O que me chateia na injustiça sistémica das avaliações e progressões de carreira académica é que corroem a generosidade. Começamos a pensar nas coisas de modo transacional. Fazemos o que nos ajuda a subir na carreira. É em parte por isso que há tão pouco discurso público na área.
Quando vejo aquilo que mais me parece imperativo fazer ser sistematicamente desvalorizado, tenho um momento em que me apetece deixar de fazê-lo ou mudá-lo de forma a que «encaixe». Durante a inflação, enquanto foi difícil pagar as prestações, cheguei a pensar a sério deixar de vez a escrita e as intervenções públicas, e dedicar-me a apresentar papers em congressos. Por sorte, não precisei, mas o momento mudou-me. Não adianta convencer um sistema que não quer ser convencido. Não quero passar um momento que seja a pensar que o problema é meu.

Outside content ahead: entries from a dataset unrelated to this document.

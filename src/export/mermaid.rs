//! Mermaid exporter for entity-relationship diagrams.
//!
//! Each entity becomes a block listing `<type> <name>[_<flags>]` lines, where
//! flags are the underscore-joined subset of PK, R and U. Relationships become
//! lines with crow's feet markers; cardinalities the modeling service rejects
//! are still drawn.

use super::ExportResult;
use crate::model::ResolvedModel;
use crate::models::{Attribute, EndpointCardinality, Entity, Relationship, TypeField};

/// Type fields used for attribute types in the ER notation
pub const ER_TYPE_PRIORITY: [TypeField; 2] = [TypeField::Logical, TypeField::Plain];

/// Exporter for Mermaid `erDiagram` text
#[derive(Debug, Default)]
pub struct MermaidExporter;

impl MermaidExporter {
    pub fn new() -> Self {
        Self
    }

    /// Export every resolved entity and the relationships between them.
    ///
    /// # Example
    ///
    /// ```rust
    /// use ellie_importer::export::MermaidExporter;
    /// use ellie_importer::model::ModelLoader;
    ///
    /// let model = ModelLoader::default()
    ///     .load("schema:\n  - name: users\n    properties:\n      - name: id\n        primaryKey: true\n")
    ///     .unwrap();
    /// let result = MermaidExporter::new().export(&model);
    /// assert!(result.content.contains("string id_PK"));
    /// ```
    pub fn export(&self, model: &ResolvedModel) -> ExportResult {
        ExportResult {
            content: self.render(&model.entities, &model.relationships()),
            format: "mermaid".to_string(),
        }
    }

    /// Render entities and relationships as an `erDiagram`
    pub fn render(&self, entities: &[Entity], relationships: &[Relationship]) -> String {
        let mut diagram = String::from("erDiagram\n");

        for entity in entities {
            diagram.push_str(&format!("    {} {{\n", identifier(&entity.name)));
            for attribute in &entity.attributes {
                diagram.push_str(&format!("        {}\n", attribute_line(attribute)));
            }
            diagram.push_str("    }\n");
        }

        for rel in relationships {
            diagram.push_str(&format!(
                "    {} {}--{} {} : \"{}\"\n",
                identifier(&rel.source_entity_name),
                marker(&rel.cardinality_from),
                marker(&rel.cardinality_to),
                identifier(&rel.target_entity_name),
                label(&rel.label)
            ));
        }

        diagram
    }
}

fn attribute_line(attribute: &Attribute) -> String {
    let flags = attribute.constraint_flags();
    let name = identifier(&attribute.name);
    let name = if flags.is_empty() {
        name
    } else {
        format!("{}_{}", name, flags.join("_"))
    };
    format!(
        "{} {}",
        data_type(attribute.resolve_type(&ER_TYPE_PRIORITY)),
        name
    )
}

/// Crow's feet marker for one side of a relationship line; both sides use the same mapping
pub fn marker(cardinality: &EndpointCardinality) -> &'static str {
    match cardinality {
        EndpointCardinality::One => "||",
        EndpointCardinality::ZeroOrMany => "o{",
        EndpointCardinality::ZeroOrOne => "o|",
        EndpointCardinality::OneOrMany => "|{",
        EndpointCardinality::Other(_) => "--",
    }
}

/// Entity and attribute names: alphanumerics, `_` and `-` only
fn identifier(name: &str) -> String {
    let sanitized: String = name
        .chars()
        .map(|c| {
            if c.is_ascii_alphanumeric() || c == '_' || c == '-' {
                c
            } else {
                '_'
            }
        })
        .collect();
    if sanitized.is_empty() {
        "_".to_string()
    } else {
        sanitized
    }
}

/// Attribute types additionally keep brackets and parentheses, e.g. `varchar(255)`
fn data_type(raw: &str) -> String {
    let sanitized: String = raw
        .chars()
        .map(|c| {
            if c.is_ascii_alphanumeric() || "_-()[]".contains(c) {
                c
            } else {
                '_'
            }
        })
        .collect();
    match sanitized.chars().next() {
        Some(c) if c.is_ascii_alphabetic() || c == '_' => sanitized,
        _ => format!("_{}", sanitized),
    }
}

fn label(text: &str) -> String {
    text.replace('"', "'").replace(['\r', '\n'], " ")
}

#[cfg(test)]
mod tests {
    use super::*;
    use crate::models::{CardinalityKind, TypeField};

    fn relationship(from: EndpointCardinality, to: EndpointCardinality) -> Relationship {
        Relationship {
            source_entity_name: "Orders".to_string(),
            source_attributes: vec!["customer_id".to_string()],
            target_entity_name: "Customers".to_string(),
            target_attributes: vec!["id".to_string()],
            cardinality: CardinalityKind::classify(&from, &to),
            cardinality_from: from,
            cardinality_to: to,
            label: "placed by".to_string(),
        }
    }

    #[test]
    fn test_attribute_flags_and_types() {
        let mut id = Attribute::new("id");
        id.primary_key = true;
        id.required = true;
        id.physical_type = Some("bigint".to_string());
        let mut email = Attribute::new("email");
        email.plain_type = Some("text".to_string());
        email.unique = true;
        let entity = Entity::new("Customers").with_attributes(vec![id, email]);

        let diagram = MermaidExporter::new().render(&[entity], &[]);
        assert_eq!(
            diagram,
            "erDiagram\n    Customers {\n        string id_PK_R\n        text email_U\n    }\n"
        );
        assert_eq!(ER_TYPE_PRIORITY, [TypeField::Logical, TypeField::Plain]);
    }

    #[test]
    fn test_relationship_markers() {
        let diagram = MermaidExporter::new().render(
            &[],
            &[relationship(
                EndpointCardinality::ZeroOrMany,
                EndpointCardinality::One,
            )],
        );
        assert!(diagram.contains("    Orders o{--|| Customers : \"placed by\"\n"));
    }

    #[test]
    fn test_unsupported_cardinality_still_rendered() {
        let diagram = MermaidExporter::new().render(
            &[],
            &[relationship(
                EndpointCardinality::OneOrMany,
                EndpointCardinality::ZeroOrMany,
            )],
        );
        assert!(diagram.contains("Orders |{--o{ Customers"));

        let diagram = MermaidExporter::new().render(
            &[],
            &[relationship(
                EndpointCardinality::Other(Some("many".to_string())),
                EndpointCardinality::ZeroOrOne,
            )],
        );
        assert!(diagram.contains("Orders ----o| Customers"));
    }

    #[test]
    fn test_special_characters_are_escaped() {
        let mut attr = Attribute::new("unit price");
        attr.logical_type = Some("decimal(10,2)".to_string());
        let entity = Entity::new("order-lines v2").with_attributes(vec![attr]);
        let mut rel = relationship(EndpointCardinality::One, EndpointCardinality::One);
        rel.label = "says \"hi\"\nthere".to_string();

        let diagram = MermaidExporter::new().render(&[entity], &[rel]);
        assert!(diagram.contains("    order-lines_v2 {\n"));
        assert!(diagram.contains("        decimal(10_2) unit_price\n"));
        assert!(diagram.contains(": \"says 'hi' there\""));
    }
}
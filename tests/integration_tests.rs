//! End-to-end pipeline tests: document -> resolved model -> diagrams and payload

use ellie_importer::export::ellie::{EndType, PayloadOptions};
use ellie_importer::export::{DotExporter, DotOptions, EllieExporter, MermaidExporter};
use ellie_importer::model::{ModelLoader, TableSelection};
use ellie_importer::models::DuplicatePolicy;
use ellie_importer::validation::RelationshipValidator;
use serde_json::{Value as JsonValue, json};
use uuid::Uuid;

const ORDERS_CUSTOMERS: &str = r#"
schema:
  - name: Orders
    properties:
      - name: id
        physicalType: bigint
        primaryKey: true
      - name: customer_id
        logicalType: integer
    customProperties:
      - property: logicalRelationships
        value:
          - from: (Orders.customer_id)
            to: (Customers.id)
            cardinalityFrom: zeroOrMany
            cardinalityTo: one
  - name: Customers
    properties:
      - name: id
        primaryKey: true
"#;

const WITH_MANY_TO_MANY: &str = r#"
schema:
  - name: Students
    properties:
      - name: id
    customProperties:
      - property: logicalRelationships
        value:
          - from: (Students.id)
            to: (Courses.id)
            cardinalityFrom: zeroOrMany
            cardinalityTo: zeroOrMany
            label: enrolled in
  - name: Courses
    properties:
      - name: id
"#;

fn options() -> PayloadOptions {
    PayloadOptions {
        model_name: "Sample Model Name".to_string(),
        folder_id: json!(12),
        progress_status: "Work in Progress".to_string(),
    }
}

fn sequential_ids() -> impl FnMut() -> Uuid {
    let mut next = 0u128;
    move || {
        next += 1;
        Uuid::from_u128(next)
    }
}

mod payload_tests {
    use super::*;

    #[test]
    fn test_orders_customers_payload() {
        let model = ModelLoader::default().load(ORDERS_CUSTOMERS).unwrap();
        let request = EllieExporter::new().build_with_ids(
            &model,
            &TableSelection::All,
            &options(),
            sequential_ids(),
        );

        let payload = &request.model;
        assert_eq!(payload.name, "Sample Model Name");
        assert_eq!(payload.folder_id, json!(12));
        assert_eq!(payload.entities.len(), 2);
        assert_eq!(payload.relationships.len(), 1);

        let rel = &payload.relationships[0];
        assert_eq!(rel.source_entity.name, "Orders");
        assert_eq!(rel.source_entity.id, Uuid::from_u128(1));
        assert_eq!(rel.source_entity.start_type, EndType::One);
        assert_eq!(rel.source_entity.attribute_names, vec!["customer_id"]);
        assert_eq!(rel.target_entity.name, "Customers");
        assert_eq!(rel.target_entity.id, Uuid::from_u128(2));
        assert_eq!(rel.target_entity.end_type, EndType::Many);
        assert_eq!(rel.target_entity.attribute_names, vec!["id"]);

        // FK lands on the attribute named by `to`
        let customers_id = request.attribute("Customers", "id").unwrap();
        assert_eq!(customers_id.metadata.get("FK"), Some(&json!(true)));
        let customer_id = request.attribute("Orders", "customer_id").unwrap();
        assert_eq!(customer_id.metadata.get("FK"), None);
    }

    #[test]
    fn test_payload_json_shape() {
        let model = ModelLoader::default().load(ORDERS_CUSTOMERS).unwrap();
        let request = EllieExporter::new().build_with_ids(
            &model,
            &TableSelection::All,
            &options(),
            sequential_ids(),
        );
        let body: JsonValue = serde_json::from_str(&request.to_json().unwrap()).unwrap();

        assert_eq!(body["model"]["level"], json!("physical"));
        assert_eq!(body["model"]["folderId"], json!(12));
        assert!(body["model"].get("progressStatus").is_none());

        let id = &body["model"]["entities"][0]["attributes"][0];
        assert_eq!(id["order"], json!(1));
        assert_eq!(id["metadata"]["Data type"], json!("bigint"));
        assert_eq!(id["metadata"]["PK"], json!(true));
        assert_eq!(id["metadata"]["Not null"], json!(false));

        let customer_id = &body["model"]["entities"][0]["attributes"][1];
        assert_eq!(customer_id["order"], json!(2));
        assert_eq!(customer_id["metadata"]["Data type"], json!("integer"));

        let rel = &body["model"]["relationships"][0];
        assert_eq!(rel["sourceEntity"]["startType"], json!("one"));
        assert_eq!(rel["targetEntity"]["endType"], json!("many"));
        assert_eq!(rel["description"], json!([]));
    }

    #[test]
    fn test_unsupported_cardinality_excluded_from_payload() {
        let model = ModelLoader::default().load(WITH_MANY_TO_MANY).unwrap();
        let request = EllieExporter::new().build(&model, &TableSelection::All, &options());

        assert!(request.model.relationships.is_empty());
        for entity in &request.model.entities {
            for attribute in &entity.attributes {
                assert!(attribute.metadata.get("FK").is_none());
            }
        }

        let report = RelationshipValidator::new().validate(&model, &TableSelection::All);
        assert_eq!(report.unsupported.len(), 1);
    }

    #[test]
    fn test_selection_drops_dangling_relationship() {
        let model = ModelLoader::default().load(ORDERS_CUSTOMERS).unwrap();
        let selection = TableSelection::only(["Orders"]);
        let request = EllieExporter::new().build(&model, &selection, &options());

        assert_eq!(request.model.entities.len(), 1);
        assert!(request.model.relationships.is_empty());
    }

    #[test]
    fn test_fresh_ids_per_build() {
        let model = ModelLoader::default().load(ORDERS_CUSTOMERS).unwrap();
        let exporter = EllieExporter::new();
        let first = exporter.build(&model, &TableSelection::All, &options());
        let second = exporter.build(&model, &TableSelection::All, &options());

        assert_ne!(first.model.entities[0].id, second.model.entities[0].id);
        assert_ne!(first.model.entities[0].id, first.model.entities[1].id);
    }
}

mod diagram_tests {
    use super::*;

    #[test]
    fn test_orders_customers_mermaid() {
        let model = ModelLoader::default().load(ORDERS_CUSTOMERS).unwrap();
        let diagram = MermaidExporter::new().export(&model).content;

        assert!(diagram.starts_with("erDiagram\n"));
        assert!(diagram.contains("    Orders {\n"));
        assert!(diagram.contains("        string id_PK\n"));
        assert!(diagram.contains("        integer customer_id\n"));
        assert!(diagram.contains("    Orders o{--|| Customers : \"\"\n"));
    }

    #[test]
    fn test_unsupported_cardinality_still_rendered() {
        let model = ModelLoader::default().load(WITH_MANY_TO_MANY).unwrap();

        let mermaid = MermaidExporter::new().export(&model).content;
        assert!(mermaid.contains("    Students o{--o{ Courses : \"enrolled in\"\n"));

        let dot = DotExporter::default()
            .export(&model, &TableSelection::All)
            .content;
        assert!(dot.contains("  \"Students\" -> \"Courses\" [label=\"enrolled in\"]\n"));
    }

    #[test]
    fn test_dot_selection_omits_dangling_edge() {
        let model = ModelLoader::default().load(ORDERS_CUSTOMERS).unwrap();
        let dot = DotExporter::default()
            .export(&model, &TableSelection::only(["Orders"]))
            .content;

        assert!(dot.contains("\"Orders\""));
        assert!(!dot.contains("Customers"));
        assert!(!dot.contains("->"));
    }

    #[test]
    fn test_dot_marks_display_foreign_keys() {
        let model = ModelLoader::default().load(ORDERS_CUSTOMERS).unwrap();
        let compact = DotExporter::default()
            .export(&model, &TableSelection::All)
            .content;
        assert!(compact.contains("{Customers|id (PK,FK): string\\l}"));

        let full = DotExporter::new(DotOptions {
            full_metadata: true,
        })
        .export(&model, &TableSelection::All)
        .content;
        assert!(full.contains("{Orders|id (PK): bigint\\lcustomer_id: integer\\l}"));
    }

    #[test]
    fn test_diagrams_are_deterministic() {
        let first = ModelLoader::default().load(ORDERS_CUSTOMERS).unwrap();
        let second = ModelLoader::default().load(ORDERS_CUSTOMERS).unwrap();

        assert_eq!(
            MermaidExporter::new().export(&first),
            MermaidExporter::new().export(&second)
        );
        assert_eq!(
            DotExporter::default().export(&first, &TableSelection::All),
            DotExporter::default().export(&second, &TableSelection::All)
        );
    }
}

mod duplicate_tests {
    use super::*;

    const DUPLICATED: &str = r#"
schema:
  - name: Users
    properties:
      - name: id
        primaryKey: true
  - name: Users
    properties:
      - name: id
        unique: true
      - name: email
"#;

    #[test]
    fn test_policies_through_pipeline() {
        let ignore = ModelLoader::new(DuplicatePolicy::IgnoreDuplicates)
            .load(DUPLICATED)
            .unwrap();
        assert_eq!(ignore.entity_names(), vec!["Users"]);
        assert_eq!(ignore.entities[0].attributes.len(), 1);

        let postfix = ModelLoader::new(DuplicatePolicy::AddPostfix)
            .load(DUPLICATED)
            .unwrap();
        assert_eq!(postfix.entity_names(), vec!["Users", "Users_2"]);

        let combined = ModelLoader::new(DuplicatePolicy::CombineAttributes)
            .load(DUPLICATED)
            .unwrap();
        assert_eq!(combined.entity_names(), vec!["Users"]);
        let users = &combined.entities[0];
        assert_eq!(users.attributes.len(), 2);
        assert!(users.attributes[0].primary_key);
        assert!(!users.attributes[0].unique);
    }

    #[test]
    fn test_policy_is_noop_without_collisions() {
        let outputs: Vec<_> = DuplicatePolicy::ALL
            .iter()
            .map(|policy| {
                ModelLoader::new(*policy)
                    .load(ORDERS_CUSTOMERS)
                    .unwrap()
                    .entities
            })
            .collect();
        assert_eq!(outputs[0], outputs[1]);
        assert_eq!(outputs[1], outputs[2]);
    }
}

Todos os anos leio teses, papers e comunicações citando o que escrevo. Todos os anos sou convidado para participar em projectos financiados pelo FCT ou pela DGArtes. Em termos de avaliação, a minha escrita e a minha participação nesses projectos vale menos do que um paper e muito menos do que um projecto. Por um mau momento, fico a pensar: qual é o problema com o AI? Desde há anos que sou tratado como se fosse um conteúdo. Mas não é verdade, gosto de participar nos projectos e de que me leiam ao ponto de me citar. Não é quem me convida ou cita que me desvaloriza. É o sistema que me avalia.
O problema é um sistema de avaliação que, à guisa de «rigor», recompensa a erosão da generosidade.
Fico com vontade de deixar de oferecer aquilo que mais gosto de dar pela razão estúpida e atávica de que nunca é valorizado nessas avaliações. E fico enjoado comigo mesmo por ceder, ainda que por um momento, a esse gaslighting básico.